▶ _Task directions_: Where does the string "process" appear in the records? Copy every line that contains it.

Records from a data source
——
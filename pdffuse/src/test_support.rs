//! In-memory PDF fixtures for unit tests.

use lopdf::content::{Content, Operation};
use lopdf::{Document, Object, Stream, dictionary};

use crate::queue::QueuedDocument;
use crate::source::{PDF_MEDIA_TYPE, SourceFile};

/// Build a PDF with `pages` pages marked `{label}1`, `{label}2`, ...
///
/// Resources and MediaBox live on the page-tree root so copies must resolve
/// them through inheritance.
pub(crate) fn marked_pdf(label: &str, pages: usize) -> Vec<u8> {
    let mut doc = Document::with_version("1.5");
    let pages_id = doc.new_object_id();

    let font_id = doc.add_object(dictionary! {
        "Type" => "Font",
        "Subtype" => "Type1",
        "BaseFont" => "Helvetica",
    });
    let resources_id = doc.add_object(dictionary! {
        "Font" => dictionary! { "F1" => font_id },
    });

    let mut kids = Vec::new();
    for number in 1..=pages {
        let marker = format!("{label}{number}");
        let content = Content {
            operations: vec![
                Operation::new("BT", vec![]),
                Operation::new("Tf", vec!["F1".into(), 24.into()]),
                Operation::new("Td", vec![72.into(), 720.into()]),
                Operation::new("Tj", vec![Object::string_literal(marker.clone())]),
                Operation::new("ET", vec![]),
            ],
        };
        let content_id = doc.add_object(Stream::new(dictionary! {}, content.encode().unwrap()));
        let page_id = doc.add_object(dictionary! {
            "Type" => "Page",
            "Parent" => pages_id,
            "Contents" => content_id,
            "Marker" => Object::string_literal(marker),
        });
        kids.push(Object::Reference(page_id));
    }

    doc.objects.insert(
        pages_id,
        Object::Dictionary(dictionary! {
            "Type" => "Pages",
            "Count" => pages as i64,
            "Kids" => kids,
            "Resources" => resources_id,
            "MediaBox" => vec![0.into(), 0.into(), 612.into(), 792.into()],
        }),
    );
    let catalog_id = doc.add_object(dictionary! {
        "Type" => "Catalog",
        "Pages" => pages_id,
    });
    doc.trailer.set("Root", catalog_id);

    let mut bytes = Vec::new();
    doc.save_to(&mut bytes).unwrap();
    bytes
}

/// Page markers of a serialized PDF, in page order.
pub(crate) fn page_markers(bytes: &[u8]) -> Vec<String> {
    let doc = Document::load_mem(bytes).unwrap();
    doc.get_pages()
        .into_values()
        .map(|id| match doc.get_dictionary(id).unwrap().get(b"Marker").unwrap() {
            Object::String(marker, _) => String::from_utf8(marker.clone()).unwrap(),
            other => panic!("unexpected marker {other:?}"),
        })
        .collect()
}

/// A PDF source file held in memory.
pub(crate) fn pdf_source(name: &str, label: &str, pages: usize) -> SourceFile {
    SourceFile::from_bytes(name, Some(PDF_MEDIA_TYPE), marked_pdf(label, pages))
}

/// Queue-ordered documents built from `(label, pages)` pairs.
pub(crate) fn queued(specs: &[(&str, usize)]) -> Vec<QueuedDocument> {
    specs
        .iter()
        .enumerate()
        .map(|(ordinal, (label, pages))| {
            QueuedDocument::new(
                pdf_source(&format!("{label}.pdf"), label, *pages),
                ordinal as u64,
            )
        })
        .collect()
}
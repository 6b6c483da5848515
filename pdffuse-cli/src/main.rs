//! pdffuse - Queue, reorder and fuse PDF documents into a single file.
//!
//! The binary is an input adapter: it turns command-line arguments into
//! session events and renders what comes back.

mod cli;

use clap::Parser;
use std::io::BufRead;
use std::path::PathBuf;
use std::process;
use tracing_subscriber::EnvFilter;

use crate::cli::{Cli, QueueEdit};
use pdffuse::config::{Config, OverwriteMode};
use pdffuse::error::{PdfFuseError, Result};
use pdffuse::io::FileDelivery;
use pdffuse::output::{
    OutputFormatter, display_intake, display_merge_report, display_plan, display_queue,
};
use pdffuse::session::MergeSession;
use pdffuse::source::SourceFile;

#[tokio::main(flavor = "current_thread")]
async fn main() {
    let cli = Cli::parse();
    init_tracing(cli.verbose);

    if let Err(err) = run(cli).await {
        eprintln!("Error: {err}");
        process::exit(err.exit_code());
    }
}

/// Install the diagnostics subscriber. `RUST_LOG` wins over `--verbose`.
fn init_tracing(verbose: bool) {
    let default_directive = if verbose { "debug" } else { "warn" };
    let filter = EnvFilter::try_from_default_env()
        .unwrap_or_else(|_| EnvFilter::new(default_directive));

    let _ = tracing_subscriber::fmt()
        .with_env_filter(filter)
        .with_writer(std::io::stderr)
        .with_target(false)
        .try_init();
}

/// Main application logic.
async fn run(cli: Cli) -> Result<()> {
    cli.validate()?;

    let inputs = cli.get_all_inputs().await?;
    tracing::debug!(count = inputs.len(), "collected input paths");

    let mut config = cli.to_config()?;
    let formatter = OutputFormatter::from_config(&config);

    if formatter.should_print() {
        formatter.section(&format!("{} v{}", pdffuse::NAME, pdffuse::VERSION));
    }

    let files = open_sources(&inputs).await?;

    if !config.dry_run {
        config.overwrite_mode =
            handle_output_overwrite(&config, &formatter, &mut std::io::stdin().lock())?;
    }

    let delivery = FileDelivery::from_config(&config);
    let mut session = MergeSession::new(config.clone(), delivery);

    let intake = session.on_files_added(files);
    display_intake(&formatter, &intake);
    apply_edits(&mut session, &cli.edits, &formatter)?;

    if formatter.should_print() {
        display_queue(&formatter, &session.snapshot());
    }

    if config.dry_run {
        let plan = session.plan().await?;
        if cli.json {
            print_json(&plan)?;
        } else {
            display_plan(&formatter, &plan);
            formatter.success("Dry run completed successfully");
        }
        return Ok(());
    }

    if !session.can_merge() {
        return Err(PdfFuseError::NotEnoughDocuments {
            required: config.min_documents,
            queued: session.snapshot().len(),
        });
    }

    formatter.info("Merging documents...");

    let report = session
        .on_merge_requested()
        .await?
        .ok_or_else(|| PdfFuseError::other("Merge request was not accepted"))?;

    if cli.json {
        print_json(&report)?;
    } else {
        display_merge_report(&formatter, &report);
    }

    Ok(())
}

/// Open every input path. Missing paths fail here, before anything is
/// queued.
async fn open_sources(paths: &[PathBuf]) -> Result<Vec<SourceFile>> {
    let mut files = Vec::with_capacity(paths.len());
    for path in paths {
        files.push(SourceFile::from_path(path).await?);
    }
    Ok(files)
}

/// Replay `--edit` operations against the session queue.
fn apply_edits(
    session: &mut MergeSession<FileDelivery>,
    edits: &[QueueEdit],
    formatter: &OutputFormatter,
) -> Result<()> {
    for edit in edits {
        match *edit {
            QueueEdit::Move { from, to } => {
                session.on_reorder(from - 1, Some(to - 1))?;
            }
            QueueEdit::Remove { position } => {
                let removed = session.on_remove(position - 1)?;
                formatter.debug(&format!("Removed {}", removed.name()));
            }
        }
        formatter.debug(&format!("Applied {edit}"));
    }
    Ok(())
}

fn print_json<T: serde::Serialize>(value: &T) -> Result<()> {
    let json = serde_json::to_string_pretty(value)
        .map_err(|err| PdfFuseError::other(format!("Failed to encode JSON: {err}")))?;
    println!("{json}");
    Ok(())
}

/// Decide how an existing output file is treated.
///
/// Returns the overwrite mode delivery should run with: a confirmed prompt
/// becomes [`OverwriteMode::Force`]. The answer to the prompt is read from
/// `input`.
fn handle_output_overwrite(
    config: &Config,
    formatter: &OutputFormatter,
    input: &mut impl BufRead,
) -> Result<OverwriteMode> {
    if !config.output.exists() {
        return Ok(config.overwrite_mode);
    }

    match config.overwrite_mode {
        OverwriteMode::Force => Ok(OverwriteMode::Force),
        OverwriteMode::NoClobber => Err(PdfFuseError::output_exists(config.output.clone())),
        OverwriteMode::Prompt => {
            if formatter.is_quiet() {
                return Err(PdfFuseError::output_exists(config.output.clone()));
            }

            formatter.warning(&format!(
                "Output file already exists: {}",
                config.output.display()
            ));

            use std::io::{self, Write};
            print!("Overwrite? [y/N]: ");
            io::stdout().flush().ok();

            let mut response = String::new();
            input
                .read_line(&mut response)
                .map_err(|err| PdfFuseError::other(format!("Failed to read input: {err}")))?;

            let response = response.trim().to_lowercase();
            if response == "y" || response == "yes" {
                Ok(OverwriteMode::Force)
            } else {
                Err(PdfFuseError::Cancelled)
            }
        }
    }
}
——
▶ _Solved exercise_:
use std::process;
        process::exit(err.exit_code());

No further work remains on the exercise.